Now we are ready to put these concepts into action.
8.4.2 Tandem Queue System with Conveyors
This section revisits the tandem queue system of previous sections and explores the use of conveyors to transport the parts. For this section, we will assume the distances used in Section 8.2.2 as still being relevant. Figure 8.13 illustrates the situation.
Figure 8.13: Tandem Queue with Conveyors
For this situation, we will assume that the conveyor speed is 30 feet per minute. There is one conveyor with three segments. The first segment will be 70 feet, the second segment will be 40 feet, and the third segment 60 feet. The beginning of the first segment starts at the loading dock and ends at the resource of the first station. The second segment starts at the end of the firs segment and goes to the resource of the second station. Finally, the third segment, goes from the resource at the second station to the store area. Initially, we will assume that the part is removed from the conveyor for the work to occur at the station. The time to remove the part from the conveyor and to place it back on the conveyor after processing is considered to be negligible.
We are going to show multiple models of this situation to compare and contrast different ways to model with conveyors.
- Model the system with simple delays acting as the conveyor.

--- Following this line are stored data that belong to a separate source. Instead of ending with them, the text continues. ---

//! Server configuration.

use std::time::Duration;

use hooktap_settings::{DEFAULT_MAX_BODY_BYTES, ServerSettings};

/// Runtime configuration for [`HooktapServer`](crate::server::HooktapServer).
#[derive(Clone, Debug, PartialEq, Eq)]
pub struct ServerConfig {
    /// Host to bind.
    pub host: String,
    /// Port to bind (`0` for auto-assign).
    pub port: u16,
    /// Frames queued per viewer before it is disconnected.
    pub mailbox_capacity: usize,
    /// Largest accepted request body, in bytes.
    pub max_body_bytes: usize,
    /// Interval between server-initiated pings.
    pub heartbeat_interval: Duration,
}

impl Default for ServerConfig {
    fn default() -> Self {
        Self {
            host: "127.0.0.1".into(),
            port: 0,
            mailbox_capacity: 256,
            max_body_bytes: DEFAULT_MAX_BODY_BYTES,
            heartbeat_interval: Duration::from_secs(30),
        }
    }
}

impl From<&ServerSettings> for ServerConfig {
    fn from(s: &ServerSettings) -> Self {
        Self {
            host: s.host.clone(),
            port: s.port,
            mailbox_capacity: s.mailbox_capacity.max(1),
            max_body_bytes: s.max_body_bytes,
            heartbeat_interval: Duration::from_millis(s.heartbeat_interval_ms.max(1)),
        }
    }
}
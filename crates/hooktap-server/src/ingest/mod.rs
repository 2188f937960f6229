//! Ingest normalizer: turns a raw inbound call into a [`CanonicalRecord`].
//!
//! Multipart form bodies are parsed field by field; accepted attachments are
//! written to the blob store as they are read. Any other body is read whole,
//! up to the configured limit, and classified as JSON, text, or absent.

pub mod form;

use std::net::SocketAddr;

use axum::extract::multipart::MultipartError;
use axum::extract::{ConnectInfo, FromRequest, Multipart, Query, Request};
use axum::http::{StatusCode, Uri};
use axum::http::header::CONTENT_TYPE;
use hooktap_core::content_type::{OCTET_STREAM, is_multipart_form};
use hooktap_core::multimap::canonical_header_key;
use hooktap_core::{CanonicalRecord, FileMeta, MultiMap, RecordBody};
use hooktap_store::BlobStore;
use tracing::{debug, warn};

pub use form::{FormAccumulator, FormOutcome, SkipReason, SkippedFile};

use crate::errors::IngestError;

/// A normalized call and the attachments that were turned away.
#[derive(Debug)]
pub struct Ingested {
    /// The canonical record, ready to append.
    pub record: CanonicalRecord,
    /// Attachments excluded from the record.
    pub skipped: Vec<SkippedFile>,
}

/// Normalize `req`, storing accepted attachments in `blobs`.
pub async fn normalize(
    req: Request,
    blobs: &BlobStore,
    max_body_bytes: usize,
) -> Result<Ingested, IngestError> {
    let multipart = req
        .headers()
        .get(CONTENT_TYPE)
        .and_then(|v| v.to_str().ok())
        .is_some_and(is_multipart_form);
    if !multipart {
        let record = normalize_raw(req, max_body_bytes).await?;
        return Ok(Ingested {
            record,
            skipped: Vec::new(),
        });
    }

    let mut record = capture_envelope(&req);
    let multipart = Multipart::from_request(req, &())
        .await
        .map_err(|e| multipart_failure(e.status(), e.body_text()))?;
    let outcome = read_form(multipart, blobs).await?;
    record.body = RecordBody::Json(outcome.body);
    record.files = outcome.files;
    Ok(Ingested {
        record,
        skipped: outcome.skipped,
    })
}

/// Normalize `req` reading the body as opaque bytes, whatever its type.
pub async fn normalize_raw(req: Request, max_body_bytes: usize) -> Result<CanonicalRecord, IngestError> {
    let mut record = capture_envelope(&req);
    let bytes = axum::body::to_bytes(req.into_body(), max_body_bytes)
        .await
        .map_err(|e| IngestError::BodyUnreadable(e.to_string()))?;
    record.body = RecordBody::from_bytes(&bytes);
    Ok(record)
}

/// Build a record from everything but the body.
pub fn capture_envelope(req: &Request) -> CanonicalRecord {
    let uri = req.uri();
    let url = uri
        .path_and_query()
        .map_or_else(|| uri.path().to_owned(), |pq| pq.as_str().to_owned());
    let mut record = CanonicalRecord::new(req.method().as_str(), url);

    for (name, value) in req.headers() {
        record.headers.append(
            canonical_header_key(name.as_str()),
            String::from_utf8_lossy(value.as_bytes()),
        );
    }
    record.query = parse_query(uri);
    record.remote_addr = req
        .extensions()
        .get::<ConnectInfo<SocketAddr>>()
        .map(|ConnectInfo(addr)| addr.to_string())
        .unwrap_or_default();
    record.content_type = req
        .headers()
        .get(CONTENT_TYPE)
        .map(|v| String::from_utf8_lossy(v.as_bytes()).into_owned())
        .unwrap_or_default();
    record
}

fn parse_query(uri: &Uri) -> MultiMap {
    match Query::<Vec<(String, String)>>::try_from_uri(uri) {
        Ok(Query(pairs)) => pairs.into_iter().collect(),
        Err(e) => {
            debug!(error = %e, "unparseable query string, recording none");
            MultiMap::new()
        }
    }
}

async fn read_form(mut multipart: Multipart, blobs: &BlobStore) -> Result<FormOutcome, IngestError> {
    let mut form = FormAccumulator::new();

    loop {
        let field = match multipart.next_field().await {
            Ok(Some(field)) => field,
            Ok(None) => break,
            Err(e) if form.is_damaged() => {
                warn!(error = %e, "multipart stream lost after failed file, keeping parsed parts");
                break;
            }
            Err(e) => return Err(field_failure(&e)),
        };

        let name = field.name().unwrap_or_default().to_owned();
        let filename = field
            .file_name()
            .filter(|f| !f.is_empty())
            .map(str::to_owned);

        let Some(filename) = filename else {
            let text = field
                .text()
                .await
                .map_err(|e| field_failure(&e))?;
            form.push_value(&name, text);
            continue;
        };

        let content_type = field.content_type().unwrap_or(OCTET_STREAM).to_owned();
        if !form.admit(&name, &content_type) {
            warn!(
                %filename,
                %content_type,
                expected = form.locked_type().unwrap_or_default(),
                "skipping file with different content type"
            );
            form.skip(&filename, &content_type, SkipReason::ContentTypeMismatch);
            continue;
        }

        let bytes = match field.bytes().await {
            Ok(bytes) => bytes,
            Err(e) if e.status() == StatusCode::PAYLOAD_TOO_LARGE => return Err(field_failure(&e)),
            Err(e) => {
                warn!(%filename, error = %e, "failed to read file part");
                form.skip(&filename, &content_type, SkipReason::ReadFailed);
                form.mark_damaged();
                continue;
            }
        };

        let size = bytes.len() as u64;
        match blobs.put(&filename, bytes) {
            Ok(replaced) => {
                debug!(%filename, size, replaced = replaced.is_some(), "file stored");
                form.accept(FileMeta::new(filename, content_type, size));
            }
            Err(e) => {
                warn!(%filename, error = %e, "file not stored");
                form.skip(&filename, &content_type, SkipReason::InvalidFilename);
            }
        }
    }

    Ok(form.finish())
}

fn field_failure(err: &MultipartError) -> IngestError {
    multipart_failure(err.status(), err.body_text())
}

/// Over-limit bodies are unreadable, not malformed.
fn multipart_failure(status: StatusCode, text: String) -> IngestError {
    if status == StatusCode::PAYLOAD_TOO_LARGE {
        IngestError::BodyUnreadable(text)
    } else {
        IngestError::Malformed(text)
    }
}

- Model the system with the part exiting the conveyor for processing at each station using both accumulating and non-accumulating conveyors.
- Model the system with the part staying on the conveyor for processing at each station using both accumulating and non-accumulating conveyors.
8.4.2.1 Tandem Queue System with Conveyors and Deterministic Delays
To model the system with simple delays to represent the conveyor, we can use deterministic delays to represent the time to travel on the conveyor from location to location.
private inner class Part : Entity() {
val tandemQProcess: KSLProcess = process(isDefaultProcess = true) {
wip.increment()
timeStamp = time
delay(delayDuration = 70.0/30.0) // 30 fpm for 70 ft
use(resource = worker1, delayDuration = st1)
delay(delayDuration = 40.0/30.0) // 30 fpm for 40 ft
use(resource = worker2, delayDuration = st2)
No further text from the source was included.